Screens are a huge part of our culture and lives now; most people would panic if they left their phone at home or if all social media was switched off for a day.
But how does all this screen time really affect us and is it good for our mental and physical health?
Self esteem
Social media, which is what a lot of people are engaging with via their screens, can affect people in different ways. It’s a wonderful thing and helps connect people, helps families to stay in touch and can be a brilliant learning and growth tool. Conversely it can show only the brighter parts of people’s lives, the bits they want you to see – the perfect houses, perfect bodies, holiday check-ins, date nights, academic, sporting, social, parental and professional achievements. We all know that’s not how life really is but still it can affect self-esteem when people compare their own seemingly dull and untidy (very normal!) lives with it. People strive for as many ‘likes’ as possible and if they don’t get them they often see it as a failure in character or just as a personal fail.
Real life relationships
Have you seen people when they’re out for a meal as a couple or family and they’re all on their phones? Or parents with their children but ignoring the kids and looking at their phones. Social media and devices stop real life relationships from blossoming. People become so enthralled with what other, less important people, are doing that they forget to love and nurture the people they should love and nurture in real life. Proper face to face or voice to voice relationships are what really make us tick, and are irreplaceable. Love the people you’re with.
Brain trouble
Our natural body rhythms wake us up with daylight and make us sleepy as darkness falls. But now we have blue light from screens available 24/7. So instead of dimming the amount of light that comes into our eyes as the evening wears on we sit staring at blue light and the brain doesn’t know when is night or day any more. People go to bed and spend and hour scrolling through social media or surfing the net on phones or tablets, and then they can’t sleep. The might wake in the night and reach for their phone because they can’t sleep, but the phone just wakes the brain up even more. Switch it off or turn it to orange light mode at least when darkness falls.
Couch potato’ing
You know how you can get so into scrolling through your phone or tablet, or watching TV, that you don’t actually move for hours? Not good. We’re designed to move. It helps food to digest, it improves mood, circulation, organ function, leg strength, flexibility, blood sugar, energy burn/metabolism and is 100% necessary for good health. The percentage of screen time that is necessary for good health is actually zero!
Emotion and drama
At keyboards people get highly emotional and dramatic, moreso than they ever would in real life. They have an audience so they play to it. Emotions are heightened, dramatic situations are created, there are ‘vaguebooks’, passive aggressive memes and everything is polarised to create an effect. In real life there wouldn’t be such a huge ‘thing’ of contagious negative emotions. In real life you see people’s facial expressions, talk through issues quietly, one-to-one and generally find far less drama in a situation.
Addiction
Screen time and social media can be an actual addiction, and a bad one. Addiction is “An inability to stop doing or using something.”Dopamine is a chemical that makes you to want, desire, seek out, and search for pleasure. That pleasure and validation can come from getting likes and interactions on social media. We want instant gratification from text or message replies, likes, shares, comments and so on.
Sight
Constantly looking at something that’s a short distance from your face does not give your eyes the chance to look at stuff in the distance, so they get worse at it. Eyes should be used through their full range, often.
The good stuff
The internet and social media, and even TV, can have huge positive effects on life. You meet new and likeminded people and make new friends, you learn so much and can get support when you need it; you can keep up with family and friends who live far away and there are a million things about it that make life easier and better. It’s only that we all spend a bit too much time on it!
Takeaways
Have an hour every morning when you wake up without looking at your phone, tablet, TV or computer.
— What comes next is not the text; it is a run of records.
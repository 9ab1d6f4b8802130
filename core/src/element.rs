use serde::{Deserialize, Serialize};

/// Number of elements carried by the elemental chart.
pub const ELEMENT_COUNT: usize = 8;

/// Elemental affinity carried by attacks and by attackers.
#[derive(Clone, Copy, Debug, PartialEq, Eq, Hash, PartialOrd, Ord, Serialize, Deserialize)]
pub enum Element {
    /// Neutral affinity with no advantages.
    None,
    /// Light affinity, strong against dark.
    Light,
    /// Dark affinity, strong against light.
    Dark,
    /// Water affinity, strong against fire.
    Water,
    /// Fire affinity, strong against wind.
    Fire,
    /// Wind affinity, strong against earth.
    Wind,
    /// Earth affinity, strong against water.
    Earth,
    /// Poison affinity, immune to itself.
    Poison,
}

impl Element {
    /// Every element in chart order.
    pub const ALL: [Element; ELEMENT_COUNT] = [
        Element::None,
        Element::Light,
        Element::Dark,
        Element::Water,
        Element::Fire,
        Element::Wind,
        Element::Earth,
        Element::Poison,
    ];

    /// Zero-based position of the element within [`Element::ALL`].
    #[must_use]
    pub const fn index(self) -> usize {
        match self {
            Element::None => 0,
            Element::Light => 1,
            Element::Dark => 2,
            Element::Water => 3,
            Element::Fire => 4,
            Element::Wind => 5,
            Element::Earth => 6,
            Element::Poison => 7,
        }
    }

    /// Element at the provided chart position, wrapping past the end.
    #[must_use]
    pub const fn from_index(index: usize) -> Self {
        Self::ALL[index % ELEMENT_COUNT]
    }

    /// Human-readable element name.
    #[must_use]
    pub const fn name(self) -> &'static str {
        match self {
            Element::None => "none",
            Element::Light => "light",
            Element::Dark => "dark",
            Element::Water => "water",
            Element::Fire => "fire",
            Element::Wind => "wind",
            Element::Earth => "earth",
            Element::Poison => "poison",
        }
    }
}

// Rows are the attacking element, columns the defending element.
const CHART: [[f64; ELEMENT_COUNT]; ELEMENT_COUNT] = [
    // none
    [1.0, 1.0, 1.0, 1.0, 1.0, 1.0, 1.0, 1.0],
    // light
    [1.0, 0.5, 2.0, 1.0, 1.0, 1.0, 1.0, 1.0],
    // dark
    [1.0, 2.0, 0.5, 1.0, 1.0, 1.0, 1.0, 1.0],
    // water
    [1.0, 1.0, 1.0, 1.0, 2.0, 1.0, 0.5, 1.0],
    // fire
    [1.0, 1.0, 1.0, 0.5, 1.0, 2.0, 1.0, 1.5],
    // wind
    [1.0, 1.0, 1.0, 1.0, 0.5, 1.0, 2.0, 1.5],
    // earth
    [1.0, 1.0, 1.0, 2.0, 1.0, 0.5, 1.0, 1.0],
    // poison
    [1.0, 1.0, 1.0, 1.5, 1.0, 1.0, 1.5, 0.0],
];

/// Damage multiplier applied when `attack` strikes a single `defend` element.
#[must_use]
pub const fn multiplier(attack: Element, defend: Element) -> f64 {
    CHART[attack.index()][defend.index()]
}

/// Product of [`multiplier`] over every element carried by the defender.
///
/// The product is never clamped, so two favourable elements compound to 4.0
/// and an immune element zeroes the hit.
#[must_use]
pub fn combined_multiplier(attack: Element, defend: &ElementSet) -> f64 {
    defend
        .iter()
        .fold(1.0, |product, element| product * multiplier(attack, element))
}

/// Non-empty set of one or two elements carried by an attacker.
#[derive(Clone, Copy, Debug, PartialEq, Eq, Hash, Serialize, Deserialize)]
pub struct ElementSet {
    primary: Element,
    secondary: Option<Element>,
}

impl ElementSet {
    /// Creates a set holding a single element.
    #[must_use]
    pub const fn single(element: Element) -> Self {
        Self {
            primary: element,
            secondary: None,
        }
    }

    /// Creates a set holding two elements.
    #[must_use]
    pub const fn pair(primary: Element, secondary: Element) -> Self {
        Self {
            primary,
            secondary: Some(secondary),
        }
    }

    /// Element used for display and legacy single-element lookups.
    #[must_use]
    pub const fn primary(&self) -> Element {
        self.primary
    }

    /// Optional second element.
    #[must_use]
    pub const fn secondary(&self) -> Option<Element> {
        self.secondary
    }

    /// Number of elements carried, either one or two.
    #[must_use]
    pub const fn len(&self) -> usize {
        if self.secondary.is_some() {
            2
        } else {
            1
        }
    }

    /// Always false; sets hold at least one element.
    #[must_use]
    pub const fn is_empty(&self) -> bool {
        false
    }

    /// Iterates the carried elements in order.
    pub fn iter(&self) -> impl Iterator<Item = Element> {
        std::iter::once(self.primary).chain(self.secondary)
    }
}

#[cfg(test)]
mod tests {
    use super::*;
    use proptest::prelude::*;

    #[test]
    fn chart_matches_authored_relationships() {
        assert_eq!(multiplier(Element::Water, Element::Fire), 2.0);
        assert_eq!(multiplier(Element::Fire, Element::Water), 0.5);
        assert_eq!(multiplier(Element::Fire, Element::Wind), 2.0);
        assert_eq!(multiplier(Element::Wind, Element::Fire), 0.5);
        assert_eq!(multiplier(Element::Wind, Element::Earth), 2.0);
        assert_eq!(multiplier(Element::Earth, Element::Wind), 0.5);
        assert_eq!(multiplier(Element::Earth, Element::Water), 2.0);
        assert_eq!(multiplier(Element::Water, Element::Earth), 0.5);
        assert_eq!(multiplier(Element::Light, Element::Dark), 2.0);
        assert_eq!(multiplier(Element::Dark, Element::Light), 2.0);
        assert_eq!(multiplier(Element::Light, Element::Light), 0.5);
        assert_eq!(multiplier(Element::Dark, Element::Dark), 0.5);
        assert_eq!(multiplier(Element::Poison, Element::Earth), 1.5);
        assert_eq!(multiplier(Element::Poison, Element::Water), 1.5);
        assert_eq!(multiplier(Element::Poison, Element::Poison), 0.0);
        assert_eq!(multiplier(Element::Fire, Element::Poison), 1.5);
        assert_eq!(multiplier(Element::Wind, Element::Poison), 1.5);
        assert_eq!(multiplier(Element::None, Element::Poison), 1.0);
        assert_eq!(multiplier(Element::Water, Element::Poison), 1.0);
    }

    #[test]
    fn neutral_attacks_are_never_modified() {
        for defend in Element::ALL {
            assert_eq!(multiplier(Element::None, defend), 1.0);
            assert_eq!(multiplier(defend, Element::None), 1.0);
        }
    }

    #[test]
    fn double_advantage_compounds_past_four() {
        let set = ElementSet::pair(Element::Light, Element::Light);
        assert_eq!(combined_multiplier(Element::Dark, &set), 4.0);

        let immune = ElementSet::pair(Element::Water, Element::Poison);
        assert_eq!(combined_multiplier(Element::Poison, &immune), 0.0);
    }

    #[test]
    fn index_round_trips_through_chart_order() {
        for (position, element) in Element::ALL.into_iter().enumerate() {
            assert_eq!(element.index(), position);
            assert_eq!(Element::from_index(position), element);
        }
        assert_eq!(Element::from_index(ELEMENT_COUNT + 3), Element::Water);
    }

    fn any_element() -> impl Strategy<Value = Element> {
        (0..ELEMENT_COUNT).prop_map(Element::from_index)
    }

    proptest! {
        #[test]
        fn two_element_multiplier_is_exact_product(
            attack in any_element(),
            first in any_element(),
            second in any_element(),
        ) {
            let set = ElementSet::pair(first, second);
            prop_assert_eq!(
                combined_multiplier(attack, &set),
                multiplier(attack, first) * multiplier(attack, second)
            );
            prop_assert_eq!(set.len(), 2);
        }

        #[test]
        fn single_element_set_matches_chart(attack in any_element(), defend in any_element()) {
            let set = ElementSet::single(defend);
            prop_assert_eq!(combined_multiplier(attack, &set), multiplier(attack, defend));
        }
    }
}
Turn your screen to nighttime mode when it gets dark, so it emits orange light instead of blue.
Try a whole Sunday without the internet.
Don’t have your phone or tablet at the dinner table.
Leave devices in another room when you go to bed.
Make more time to see people face to face.
If you’re with someone, be with them and not on your phone.
Keep using the internet and social media, it’s fantastic, but live your real life too.